Your instructions: Until the line containing "use std::collections::HashMap;" has been reproduced, keep reproducing each line of the material below exactly, starting with the first.

Provided records:
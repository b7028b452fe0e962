//! Relay directory: known descriptors, per-relay health, guard relays, and
//! circuit selection.
//!
//! Health is tracked from our own traffic: a success resets the consecutive
//! failure counter and folds the latency sample into an EWMA; three
//! consecutive failures blacklist the relay for ten minutes. Guards are
//! long-lived entry relays rotated on a slow clock and always placed first
//! in a new circuit.

use std::collections::HashMap;
use std::time::Instant;

use parking_lot::RwLock;
use rand::seq::SliceRandom;
use tracing::{debug, info};
use zentalk_core::config::{
    BLACKLIST_DURATION, BLACKLIST_THRESHOLD, GUARD_COUNT, GUARD_MAX_FAILURES,
    GUARD_MIN_RELIABILITY, GUARD_MIN_UPTIME, GUARD_ROTATION, HEALTHY_MAX_AGE,
    HEALTHY_MAX_PACKET_LOSS, HEALTHY_MIN_RELIABILITY, LATENCY_EWMA_KEEP,
};
use zentalk_core::{Address, RelayDescriptor};

/// Health we have observed for one relay
#[derive(Debug, Clone, Default)]
pub struct RelayHealth {
    pub success_count: u32,
    pub failure_count: u32,
    pub consecutive_failures: u32,
    /// EWMA of observed latency; zero until the first sample
    pub latency_ewma_ms: f64,
    blacklisted_until: Option<Instant>,
}

impl RelayHealth {
    pub fn is_blacklisted(&self) -> bool {
        self.blacklisted_until
            .map(|until| Instant::now() < until)
            .unwrap_or(false)
    }
}

/// One guard entry with its selection time for rotation
#[derive(Debug, Clone)]
struct GuardEntry {
    address: Address,
    selected_at: Instant,
}

/// In-memory relay directory
pub struct RelayDirectory {
    relays: RwLock<HashMap<Address, RelayDescriptor>>,
    health: RwLock<HashMap<Address, RelayHealth>>,
    guards: RwLock<Vec<GuardEntry>>,
}

impl RelayDirectory {
    pub fn new() -> Self {
        Self {
            relays: RwLock::new(HashMap::new()),
            health: RwLock::new(HashMap::new()),
            guards: RwLock::new(Vec::new()),
        }
    }

    /// Insert or refresh a descriptor
    pub fn upsert(&self, descriptor: RelayDescriptor) {
        self.relays.write().insert(descriptor.address, descriptor);
    }

    pub fn get(&self, address: &Address) -> Option<RelayDescriptor> {
        self.relays.read().get(address).cloned()
    }

    pub fn len(&self) -> usize {
        self.relays.read().len()
    }

    pub fn is_empty(&self) -> bool {
        self.len() == 0
    }

    pub fn health_of(&self, address: &Address) -> RelayHealth {
        self.health.read().get(address).cloned().unwrap_or_default()
    }

    /// Record a successful exchange with a relay
    pub fn record_success(&self, address: &Address, latency_ms: u32) {
        let mut health = self.health.write();
        let h = health.entry(*address).or_default();
        h.success_count += 1;
        h.consecutive_failures = 0;
        h.blacklisted_until = None;
        h.latency_ewma_ms = if h.latency_ewma_ms == 0.0 {
            latency_ms as f64
        } else {
            LATENCY_EWMA_KEEP * h.latency_ewma_ms + (1.0 - LATENCY_EWMA_KEEP) * latency_ms as f64
        };
    }

    /// Record a failed exchange; repeated failures blacklist the relay
    pub fn record_failure(&self, address: &Address) {
        let mut health = self.health.write();
        let h = health.entry(*address).or_default();
        h.failure_count += 1;
        h.consecutive_failures += 1;
        if h.consecutive_failures >= BLACKLIST_THRESHOLD {
            h.blacklisted_until = Some(Instant::now() + BLACKLIST_DURATION);
            debug!(relay = %address, "relay blacklisted");
        }
        drop(health);
        self.maybe_demote_guard(address);
    }

    pub fn is_blacklisted(&self, address: &Address) -> bool {
        self.health
            .read()
            .get(address)
            .map(|h| h.is_blacklisted())
            .unwrap_or(false)
    }

    /// The §"healthy" predicate: fresh, reliable, low-loss
    pub fn is_healthy(descriptor: &RelayDescriptor) -> bool {
        descriptor.age_secs() <= HEALTHY_MAX_AGE.as_secs()
            && descriptor.reliability >= HEALTHY_MIN_RELIABILITY
            && descriptor.packet_loss <= HEALTHY_MAX_PACKET_LOSS
    }

    fn usable(&self, descriptor: &RelayDescriptor) -> bool {
        Self::is_healthy(descriptor) && !self.is_blacklisted(&descriptor.address)
    }

    /// Random selection of up to `n` healthy, non-blacklisted relays
    pub fn discover(&self, n: usize) -> Vec<RelayDescriptor> {
        let relays = self.relays.read();
        let mut eligible: Vec<RelayDescriptor> = relays
            .values()
            .filter(|d| self.usable(d))
            .cloned()
            .collect();
        drop(relays);
        eligible.shuffle(&mut rand::thread_rng());
        eligible.truncate(n);
        eligible
    }

    /// Weighted selection score (higher is better)
    pub fn score(&self, descriptor: &RelayDescriptor) -> f64 {
        let age = descriptor.age_secs() as f64;
        let recency = 30.0 * (1.0 - (age.min(3600.0) / 3600.0));
        let reliability = 30.0 * descriptor.reliability;

        let latency = {
            let observed = self.health_of(&descriptor.address).latency_ewma_ms;
            let ms = if observed > 0.0 {
                observed
            } else {
                descriptor.latency_ms as f64
            };
            20.0 * (1.0 - (ms.min(1000.0) / 1000.0))
        };

        let loss = 10.0 * (1.0 - descriptor.packet_loss);
        let uptime =
            10.0 * (descriptor.uptime_seconds as f64 / GUARD_MIN_UPTIME.as_secs() as f64).min(1.0);

        recency + reliability + latency + loss + uptime
    }

    /// Pick `n` relays for a circuit: score-sorted, greedily preferring
    /// distinct operators and regions, with a guard at the first position.
    pub fn select_optimal_circuit(&self, n: usize) -> Vec<RelayDescriptor> {
        if n == 0 {
            return vec![];
        }

        let mut circuit: Vec<RelayDescriptor> = Vec::with_capacity(n);
        if let Some(guard) = self.current_guard() {
            circuit.push(guard);
        }

        let mut candidates: Vec<RelayDescriptor> = {
            let relays = self.relays.read();
            relays
                .values()
                .filter(|d| self.usable(d))
                .filter(|d| !circuit.iter().any(|c| c.address == d.address))
                .cloned()
                .collect()
        };
        candidates
            .sort_by(|a, b| self.score(b).partial_cmp(&self.score(a)).unwrap_or(std::cmp::Ordering::Equal));

        // First pass: distinct operator and region
        let mut rest: Vec<RelayDescriptor> = Vec::new();
        for candidate in candidates {
            if circuit.len() >= n {
                break;
            }
            let distinct = circuit.iter().all(|c| {
                c.operator != candidate.operator && c.region != candidate.region
            });
            if distinct {
                circuit.push(candidate);
            } else {
                rest.push(candidate);
            }
        }

        // Fill remaining slots from the best of what's left
        for candidate in rest {
            if circuit.len() >= n {
                break;
            }
            circuit.push(candidate);
        }

        circuit.truncate(n);
        circuit
    }

    // ── Guards ──────────────────────────────────────────────────────────

    fn guard_eligible(&self, descriptor: &RelayDescriptor) -> bool {
        self.usable(descriptor)
            && descriptor.uptime_seconds >= GUARD_MIN_UPTIME.as_secs()
            && descriptor.reliability >= GUARD_MIN_RELIABILITY
    }

    /// Top the guard set up to three entries and rotate expired ones.
    /// Returns the current guard addresses.
    pub fn ensure_guards(&self) -> Vec<Address> {
        let mut guards = self.guards.write();

        // Rotate out old guards and ones we no longer know
        let relays = self.relays.read();
        guards.retain(|g| {
            g.selected_at.elapsed() < GUARD_ROTATION && relays.contains_key(&g.address)
        });

        if guards.len() < GUARD_COUNT {
            let mut candidates: Vec<&RelayDescriptor> = relays
                .values()
                .filter(|d| self.guard_eligible(d))
                .filter(|d| !guards.iter().any(|g| g.address == d.address))
                .collect();
            candidates.sort_by(|a, b| {
                self.score(b)
                    .partial_cmp(&self.score(a))
                    .unwrap_or(std::cmp::Ordering::Equal)
            });
            for candidate in candidates.into_iter().take(GUARD_COUNT - guards.len()) {
                info!(guard = %candidate.address, "guard selected");
                guards.push(GuardEntry {
                    address: candidate.address,
                    selected_at: Instant::now(),
                });
            }
        }

        guards.iter().map(|g| g.address).collect()
    }

    /// A healthy guard to lead the next circuit
    fn current_guard(&self) -> Option<RelayDescriptor> {
        let addresses = self.ensure_guards();
        let relays = self.relays.read();
        addresses
            .iter()
            .filter_map(|a| relays.get(a))
            .find(|d| self.usable(d))
            .cloned()
    }

    /// Drop a guard whose recorded failures crossed the persistent-failure
    /// bar; `ensure_guards` selects its replacement.
    fn maybe_demote_guard(&self, address: &Address) {
        let failures = self.health_of(address).failure_count;
        if failures <= GUARD_MAX_FAILURES {
            return;
        }
        let mut guards = self.guards.write();
        let before = guards.len();
        guards.retain(|g| g.address != *address);
        if guards.len() != before {
            info!(guard = %address, failures, "guard removed after persistent failures");
        }
    }

    /// Current guard addresses without forcing selection (test hook)
    pub fn guard_addresses(&self) -> Vec<Address> {
        self.guards.read().iter().map(|g| g.address).collect()
    }
}

impl Default for RelayDirectory {
    fn default() -> Self {
        Self::new()
    }
}

#[cfg(test)]
mod tests {
    use super::*;
    use zentalk_core::unix_now;

    fn descriptor(addr_byte: u8, operator: &str, region: &str) -> RelayDescriptor {
        RelayDescriptor {
            address: Address([addr_byte; 20]),
            endpoint: format!("relay{addr_byte}.example.net:9470"),
            public_key: String::new(),
            region: region.to_string(),
            operator: operator.to_string(),
            version: "0.1.0".to_string(),
            max_connections: 512,
            uptime_seconds: 10 * 24 * 60 * 60,
            last_seen: unix_now(),
            latency_ms: 50,
            packet_loss: 0.01,
            reliability: 0.95,
        }
    }

    #[test]
    fn test_upsert_and_get() {
        let dir = RelayDirectory::new();
        dir.upsert(descriptor(1, "op-a", "eu"));
        assert_eq!(dir.len(), 1);
        assert!(dir.get(&Address([1u8; 20])).is_some());
    }

    #[test]
    fn test_healthy_predicate() {
        let good = descriptor(1, "op", "eu");
        assert!(RelayDirectory::is_healthy(&good));

        let mut stale = descriptor(2, "op", "eu");
        stale.last_seen = unix_now() - 2 * 60 * 60;
        assert!(!RelayDirectory::is_healthy(&stale));

        let mut unreliable = descriptor(3, "op", "eu");
        unreliable.reliability = 0.4;
        assert!(!RelayDirectory::is_healthy(&unreliable));

        let mut lossy = descriptor(4, "op", "eu");
        lossy.packet_loss = 0.5;
        assert!(!RelayDirectory::is_healthy(&lossy));
    }

    #[test]
    fn test_blacklist_after_consecutive_failures() {
        let dir = RelayDirectory::new();
        let addr = Address([1u8; 20]);
        dir.upsert(descriptor(1, "op", "eu"));

        dir.record_failure(&addr);
        dir.record_failure(&addr);
        assert!(!dir.is_blacklisted(&addr));
        dir.record_failure(&addr);
        assert!(dir.is_blacklisted(&addr));

        // Blacklisted relays are not discoverable
        assert!(dir.discover(10).is_empty());
    }

    #[test]
    fn test_success_resets_consecutive_failures() {
        let dir = RelayDirectory::new();
        let addr = Address([1u8; 20]);
        dir.record_failure(&addr);
        dir.record_failure(&addr);
        dir.record_success(&addr, 40);
        dir.record_failure(&addr);
        dir.record_failure(&addr);
        assert!(!dir.is_blacklisted(&addr));
        assert_eq!(dir.health_of(&addr).failure_count, 4);
    }

    #[test]
    fn test_latency_ewma() {
        let dir = RelayDirectory::new();
        let addr = Address([1u8; 20]);
        dir.record_success(&addr, 100);
        assert_eq!(dir.health_of(&addr).latency_ewma_ms, 100.0);
        dir.record_success(&addr, 200);
        // 0.9 * 100 + 0.1 * 200
        assert!((dir.health_of(&addr).latency_ewma_ms - 110.0).abs() < 1e-9);
    }

    #[test]
    fn test_discover_returns_random_healthy_subset() {
        let dir = RelayDirectory::new();
        for i in 1..=10 {
            dir.upsert(descriptor(i, "op", "eu"));
        }
        let picked = dir.discover(4);
        assert_eq!(picked.len(), 4);
        for d in &picked {
            assert!(RelayDirectory::is_healthy(d));
        }
    }

    #[test]
    fn test_circuit_prefers_distinct_operators_and_regions() {
        let dir = RelayDirectory::new();
        dir.upsert(descriptor(1, "op-a", "eu"));
        dir.upsert(descriptor(2, "op-a", "eu"));
        dir.upsert(descriptor(3, "op-b", "us"));
        dir.upsert(descriptor(4, "op-c", "ap"));

        let circuit = dir.select_optimal_circuit(3);
        assert_eq!(circuit.len(), 3);

        let operators: Vec<&str> = circuit.iter().map(|d| d.operator.as_str()).collect();
        let mut unique = operators.clone();
        unique.sort();
        unique.dedup();
        assert_eq!(operators.len(), unique.len());
    }

    #[test]
    fn test_circuit_fills_when_diversity_impossible() {
        let dir = RelayDirectory::new();
        dir.upsert(descriptor(1, "op-a", "eu"));
        dir.upsert(descriptor(2, "op-a", "eu"));
        dir.upsert(descriptor(3, "op-a", "eu"));

        let circuit = dir.select_optimal_circuit(3);
        assert_eq!(circuit.len(), 3);
    }

    #[test]
    fn test_guard_is_first_hop() {
        let dir = RelayDirectory::new();
        for i in 1..=5 {
            dir.upsert(descriptor(i, &format!("op-{i}"), "eu"));
        }

        let guards = dir.ensure_guards();
        assert_eq!(guards.len(), 3);

        let circuit = dir.select_optimal_circuit(3);
        assert!(guards.contains(&circuit[0].address));
    }

    #[test]
    fn test_short_uptime_relay_not_guard_eligible() {
        let dir = RelayDirectory::new();
        let mut young = descriptor(1, "op-a", "eu");
        young.uptime_seconds = 60 * 60; // one hour
        dir.upsert(young);
        dir.upsert(descriptor(2, "op-b", "us"));

        let guards = dir.ensure_guards();
        assert_eq!(guards, vec![Address([2u8; 20])]);
    }

    #[test]
    fn test_guard_demoted_after_persistent_failures() {
        let dir = RelayDirectory::new();
        dir.upsert(descriptor(1, "op-a", "eu"));
        let guards = dir.ensure_guards();
        assert_eq!(guards.len(), 1);
        let guard = guards[0];

        for _ in 0..=GUARD_MAX_FAILURES {
            dir.record_failure(&guard);
        }
        assert!(dir.guard_addresses().is_empty());
    }
}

Answer section:
repository b7028b452fe0e962
//! Relay directory: known descriptors, per-relay health, guard relays, and
//! circuit selection.
//!
//! Health is tracked from our own traffic: a success resets the consecutive
//! failure counter and folds the latency sample into an EWMA; three
//! consecutive failures blacklist the relay for ten minutes. Guards are
//! long-lived entry relays rotated on a slow clock and always placed first
//! in a new circuit.

use std::collections::HashMap;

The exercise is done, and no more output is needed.